New York and New Jersey and parts of Washington state, and now Louisiana and host of other places are getting hit hard here in the United States.

The developing world will see the worst, I fear.

But back to you, Ross. This is about you. And me. And us.

I hope by writing this, and if you ever read it, that you will derive a delight from it, really.

And others, like me.

Your words, thoughts, actions, and deeds: I would say your whole persona spoke through the broadcast. Thanks for that, for the delights you brought to our morning, into my wife and I's lives, but more importantly, what you have shared with countless others. And how you appreciate life and living it.

Thanks for beautifying my hometown of Bloomington. I can tell you make it a better place. Thanks for doing that. Truly.

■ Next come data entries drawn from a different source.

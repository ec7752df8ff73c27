//! Control-channel handler
//!
//! Control commands manage the session itself and never reach a service
//! command table. The handler is a pure function of its inputs: it reports
//! the output words and the session change the caller must apply to the
//! handle table.

use crate::config::DispatchConfig;
use crate::domain::SELF_OBJECT_ID;
use crate::error::{DispatchError, UnimplementedTarget};
use crate::session::{promote_to_domain, Session, SessionRef};
use core_types::ObjectId;
use ipc::{ByteReader, CommandId};
use std::sync::Arc;

/// Control command ids
#[derive(Debug, Clone, Copy, PartialEq, Eq, Hash)]
pub enum ControlCommand {
    /// Promote the session to a domain
    ConvertToDomain,
    /// Duplicate the session handle
    CloneObject,
    /// Report the host pointer buffer capacity
    QueryPointerBufferSize,
    /// Duplicate the session handle, with an extra tag field
    CloneObjectEx,
}

impl ControlCommand {
    /// Resolves a control command id
    pub fn from_id(command_id: CommandId) -> Option<Self> {
        match command_id {
            0 => Some(ControlCommand::ConvertToDomain),
            2 => Some(ControlCommand::CloneObject),
            3 => Some(ControlCommand::QueryPointerBufferSize),
            4 => Some(ControlCommand::CloneObjectEx),
            _ => None,
        }
    }

    pub fn id(&self) -> CommandId {
        match self {
            ControlCommand::ConvertToDomain => 0,
            ControlCommand::CloneObject => 2,
            ControlCommand::QueryPointerBufferSize => 3,
            ControlCommand::CloneObjectEx => 4,
        }
    }
}

/// Change to apply to the handle table after a control command
#[derive(Debug, Clone)]
pub enum SessionMutation {
    None,
    /// Rebind the calling handle to this session
    Rebind(SessionRef),
    /// Open a new handle on this session and move it to the caller
    Duplicate(SessionRef),
}

/// Result of a control command
#[derive(Debug, Clone)]
pub struct ControlOutcome {
    /// Output words, little-endian on the wire
    pub words: Vec<u32>,
    pub mutation: SessionMutation,
}

impl ControlOutcome {
    fn words(words: Vec<u32>) -> Self {
        Self {
            words,
            mutation: SessionMutation::None,
        }
    }
}

/// Executes a control command against `session`
///
/// `domain_target` is the object id from the request's domain sub-header, if
/// it carried one. `parameters` is positioned after the command header.
pub fn handle_control(
    command_id: CommandId,
    session: &SessionRef,
    domain_target: Option<ObjectId>,
    mut parameters: ByteReader<'_>,
    config: &DispatchConfig,
) -> Result<ControlOutcome, DispatchError> {
    let command = ControlCommand::from_id(command_id).ok_or_else(|| {
        DispatchError::unimplemented(
            UnimplementedTarget::ControlCommand(command_id),
            session.kind(),
            session.service_name(),
        )
    })?;

    match command {
        ControlCommand::ConvertToDomain => {
            let domain =
                promote_to_domain(session).ok_or(DispatchError::InvalidControlTarget {
                    command_id,
                    session: session.kind(),
                })?;
            Ok(ControlOutcome {
                words: vec![SELF_OBJECT_ID.as_raw()],
                mutation: SessionMutation::Rebind(Session::domain(domain)),
            })
        }
        ControlCommand::QueryPointerBufferSize => {
            Ok(ControlOutcome::words(vec![config.pointer_buffer_size]))
        }
        ControlCommand::CloneObject | ControlCommand::CloneObjectEx => {
            // Reserved field; read but not interpreted.
            parameters.read_u32()?;
            let alias = duplicate_target(session, domain_target)?;
            Ok(ControlOutcome {
                words: Vec::new(),
                mutation: SessionMutation::Duplicate(alias),
            })
        }
    }
}

/// Picks what a duplicated handle aliases
///
/// A domain session duplicating through a domain sub-header aliases the
/// addressed object as a wrapped session; everything else aliases the
/// session itself.
fn duplicate_target(
    session: &SessionRef,
    domain_target: Option<ObjectId>,
) -> Result<SessionRef, DispatchError> {
    match (session.as_domain(), domain_target) {
        (Some(domain), Some(object_id)) => {
            let object = domain.get(object_id).ok_or_else(|| {
                DispatchError::unimplemented(
                    UnimplementedTarget::DomainObject(object_id),
                    session.kind(),
                    session.service_name(),
                )
            })?;
            Ok(Session::wrapped(object))
        }
        _ => Ok(Arc::clone(session)),
    }
}

#[cfg(test)]
mod tests {
    use super::*;
    use crate::command::{CommandTable, TableService};
    use crate::domain::{Domain, DomainObject};
    use crate::session::SessionKind;
    use ipc::FrameError;

    fn direct(name: &str) -> SessionRef {
        Session::direct(TableService::shared(name, CommandTable::new()))
    }

    #[test]
    fn test_control_command_ids() {
        for id in [0, 2, 3, 4] {
            assert_eq!(ControlCommand::from_id(id).unwrap().id(), id);
        }
        assert!(ControlCommand::from_id(1).is_none());
        assert!(ControlCommand::from_id(5).is_none());
    }

    #[test]
    fn test_query_pointer_buffer_size() {
        let session = direct("hid");
        let outcome = handle_control(
            3,
            &session,
            None,
            ByteReader::new(&[0xff; 8]),
            &DispatchConfig::default(),
        )
        .unwrap();

        assert_eq!(outcome.words, vec![0x500]);
        assert!(matches!(outcome.mutation, SessionMutation::None));
    }

    #[test]
    fn test_query_pointer_buffer_size_from_config() {
        let session = direct("hid");
        let config = DispatchConfig::default().with_pointer_buffer_size(0x8000);
        let outcome = handle_control(3, &session, None, ByteReader::new(&[]), &config).unwrap();
        assert_eq!(outcome.words, vec![0x8000]);
    }

    #[test]
    fn test_convert_to_domain_rebinds() {
        let session = direct("fsp-srv");
        let outcome = handle_control(
            0,
            &session,
            None,
            ByteReader::new(&[]),
            &DispatchConfig::default(),
        )
        .unwrap();

        assert_eq!(outcome.words, vec![1]);
        match outcome.mutation {
            SessionMutation::Rebind(rebound) => {
                assert_eq!(rebound.kind(), SessionKind::Domain);
                assert_eq!(rebound.service_name(), "fsp-srv");
            }
            other => panic!("Expected rebind, got {:?}", other),
        }
    }

    #[test]
    fn test_convert_domain_session_is_invalid() {
        let session = Session::domain(Domain::promote(TableService::shared(
            "fsp-srv",
            CommandTable::new(),
        )));
        let result = handle_control(
            0,
            &session,
            None,
            ByteReader::new(&[]),
            &DispatchConfig::default(),
        );

        assert!(matches!(
            result,
            Err(DispatchError::InvalidControlTarget {
                command_id: 0,
                session: SessionKind::Domain
            })
        ));
    }

    #[test]
    fn test_clone_aliases_same_session() {
        let session = direct("acc:u0");
        for command_id in [2, 4] {
            let outcome = handle_control(
                command_id,
                &session,
                None,
                ByteReader::new(&[0, 0, 0, 0]),
                &DispatchConfig::default(),
            )
            .unwrap();

            assert!(outcome.words.is_empty());
            match outcome.mutation {
                SessionMutation::Duplicate(alias) => assert!(Arc::ptr_eq(&alias, &session)),
                other => panic!("Expected duplicate, got {:?}", other),
            }
        }
    }

    #[test]
    fn test_clone_requires_reserved_field() {
        let session = direct("acc:u0");
        let result = handle_control(
            2,
            &session,
            None,
            ByteReader::new(&[0, 0]),
            &DispatchConfig::default(),
        );

        assert!(matches!(
            result,
            Err(DispatchError::MalformedFrame(FrameError::Truncated { .. }))
        ));
    }

    #[test]
    fn test_clone_domain_object_wraps_it() {
        let domain = Domain::promote(TableService::shared("fsp-srv", CommandTable::new()));
        let child = domain
            .add_service(TableService::shared("IFile", CommandTable::new()))
            .unwrap();
        let session = Session::domain(domain);

        let outcome = handle_control(
            2,
            &session,
            Some(child),
            ByteReader::new(&[0, 0, 0, 0]),
            &DispatchConfig::default(),
        )
        .unwrap();

        match outcome.mutation {
            SessionMutation::Duplicate(alias) => {
                assert_eq!(alias.kind(), SessionKind::Wrapped);
                assert_eq!(alias.service_name(), "IFile");
            }
            other => panic!("Expected duplicate, got {:?}", other),
        }
    }

    #[test]
    fn test_clone_missing_domain_object() {
        let domain = Domain::promote(TableService::shared("fsp-srv", CommandTable::new()));
        let session = Session::domain(domain);

        let result = handle_control(
            4,
            &session,
            Some(ObjectId::from_raw(9)),
            ByteReader::new(&[0; 4]),
            &DispatchConfig::default(),
        );

        assert!(matches!(
            result,
            Err(DispatchError::Unimplemented {
                target: UnimplementedTarget::DomainObject(_),
                ..
            })
        ));
    }

    #[test]
    fn test_unknown_control_command() {
        let session = direct("hid");
        let result = handle_control(
            1,
            &session,
            None,
            ByteReader::new(&[]),
            &DispatchConfig::default(),
        );

        match result {
            Err(DispatchError::Unimplemented {
                target, session, ..
            }) => {
                assert_eq!(target, UnimplementedTarget::ControlCommand(1));
                assert_eq!(session, SessionKind::Direct);
            }
            other => panic!("Expected unimplemented, got {:?}", other),
        }
    }

    #[test]
    fn test_wrapped_domain_alias_cannot_promote() {
        let domain = Domain::promote(TableService::shared("fsp-srv", CommandTable::new()));
        let session = Session::wrapped(DomainObject::Domain(Arc::downgrade(&domain)));
        let result = handle_control(
            0,
            &session,
            None,
            ByteReader::new(&[]),
            &DispatchConfig::default(),
        );
        assert!(matches!(
            result,
            Err(DispatchError::InvalidControlTarget { .. })
        ));
    }
}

My parents still live there. I have three living on the southern side, maybe pretty close to your orchard? My mom's mortal remains are resting in Daviess County, an hour or so outside of town, to the west. She is originally from the East Coast, and I think she would appreciate your relationship with the fruits of trees and plants, and the earth.

This one great earth, where we share our wildernesses, as your student Bethany explained it, the sorrows where our low places may become high. I get it, it makes sense. Perhaps that is why I love the melancholy of Pink Floyd, sometimes. I digress, somewhat.

Back to you, Ross.

I heard you say that you played football, and were expected to hurt people. Yeah, there is some bruising and bloodying that go on in that sport. The unfortunate ones have some permanent damage to their brains or some bones or joints. Life is brutal, especially that sport.

I am glad you have graduated to more peaceful endeavors. I am in the National Guard. I get paid to know how to shoot, plan, communicate, and at the end of the day, defend my side and kill people on the other. Life is brutal, yet precious. A bit like the wilderness of sorrow that we all hold that emanates as sunshine somehow, spontaneously. Consistently, right? Amazing, this world and life that we are in.

The earth and the soil are dirty to some, but clean and life-giving to others.

Anyway, I did not intend to go down this philosophical route...

Back to you.

I wanted to bring up race, because it is affixed to us as humans and Americans.

Good and bad.

I have done some studies on my own, somewhat, mostly informal, but I consider myself a student of culture and cultures.

When I first heard your voice this morning, I suspected that you were African-American. That should not be here or there, but I listen closely to accents, I have lived in all the U.S. time zones and I have lived abroad, studied other languages. I have been paid to ply the linguistical trade.

Not all "black" guys sound "white", and vice versa. Frankly, at a lot of levels, we resent the entire classification or notion of defining speech or accent by a race, or by skin color. But at other levels, which I find important, it matters.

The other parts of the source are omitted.